The initial focus of the cdx is 2.5d interposing-based chiplet models with 3D to follow. Learn More about these efforts in the webinar.

The Chiplet Design Exchange (CDX) Consists of Eda Vendors, Chiplet Providers/Assemblers and SIP Integrators and is an Open Working Group to Recommend Standardized Chiplet Models and Workflows to Facilitate A Chiplet Ecosystem.
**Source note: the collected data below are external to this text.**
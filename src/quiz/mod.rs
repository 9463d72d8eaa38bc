pub mod answer;
pub mod engine;
pub mod flavor;

pub use engine::{AnswerOutcome, QuizCommand, QuizEngine, QuizEvent, QuizStatus};
pub use flavor::Flavor;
This Webinar Summarizes The Chiplet Design Kits (CDKS) offers to help standardize 2.5D and 3.D ic designs to create an open ecosystem.

Building an ecosystem for successful 2.5D and 3D Chiplet Model Integration

Similar to an Soc Process, you need an ecosystem for chipplets. Key Enables for General Market Adoption and Deployment of Chiplet Based Designs Included:

• Technology: 2.5 d interposition and 3D stacked die manufacturing and assembly processes
• IP: Standardized Chiplet Models
• Workflows: EDA Design Flows and PDK, CDK, DRM & Assembly Rules
• Business Models: Chiplet Marketplace

The initial focus of the cdx is 2.5d interposing-based chiplet models with 3D to follow. Learn More about these efforts in the webinar.

Leaked image reveals an ambitious design of chiplet for the GPU Amd Radeon

Leaked image reveals an ambitious design of chiplet for the GPU Amd Radeon

• by
• In News
• on August 16, 2023

A leaked image has surfaced, revealing a GPU design with radeon chiplets, supposedly from a canceled project of the Navi 4C chip 4C. The design present between 13 and 20 different chiplets on a single GPU, testifying to the ambitious AMD approach. This more complex chiplet design differs from the Navi 31 silicon currently used in the Radeon RX 7900 XTX. While the previous iteration of the GPU was considered a first generation, it did not use a real chiplet design like the recent Ryzen processors of AMD. However, the conception of Navi 4C disclosed represents a significant advance, because it incorporates several calculation chiplets, as well as distinct I/O chiplets, on a single substrate. The leaked image presents 13 chiplets, with the possibility of additional memory controller chips not displayed on the image.

To confirm the authenticity of the image, a relevant patent of 2021 discussing the concept of modularity in parallel processors is highlighted. The patent patterns closely resemble the design shown in the leaked image, even suggesting the possibility of more chiplets on the other side of the transverse cup.

Unfortunately, the design of the GPU presented in the leaked image has been canceled. This agrees with recent relationships suggesting that AMD’s accent for the next generation of GPU will be on the Navi 43 and Navi 44 monolithic chips intended for the general public, rather than on high -end components. However, it is speculated that AMD redirects its efforts to the development of a GPU composed of several calculation chiplets for the high -end segment of its future range of graphics cards, potentially with RDNA 5.

Although the realization of several calculation chiplets for game graphics is more complex than for traditional CPU calculations, AMD’s decision to overcome design obstacles now and work on a better solution for RDNA 5 is perceived as a positive step. It would have been advantageous for AMD to have a rescue plan, such as a new node for an improved version of Navi 31.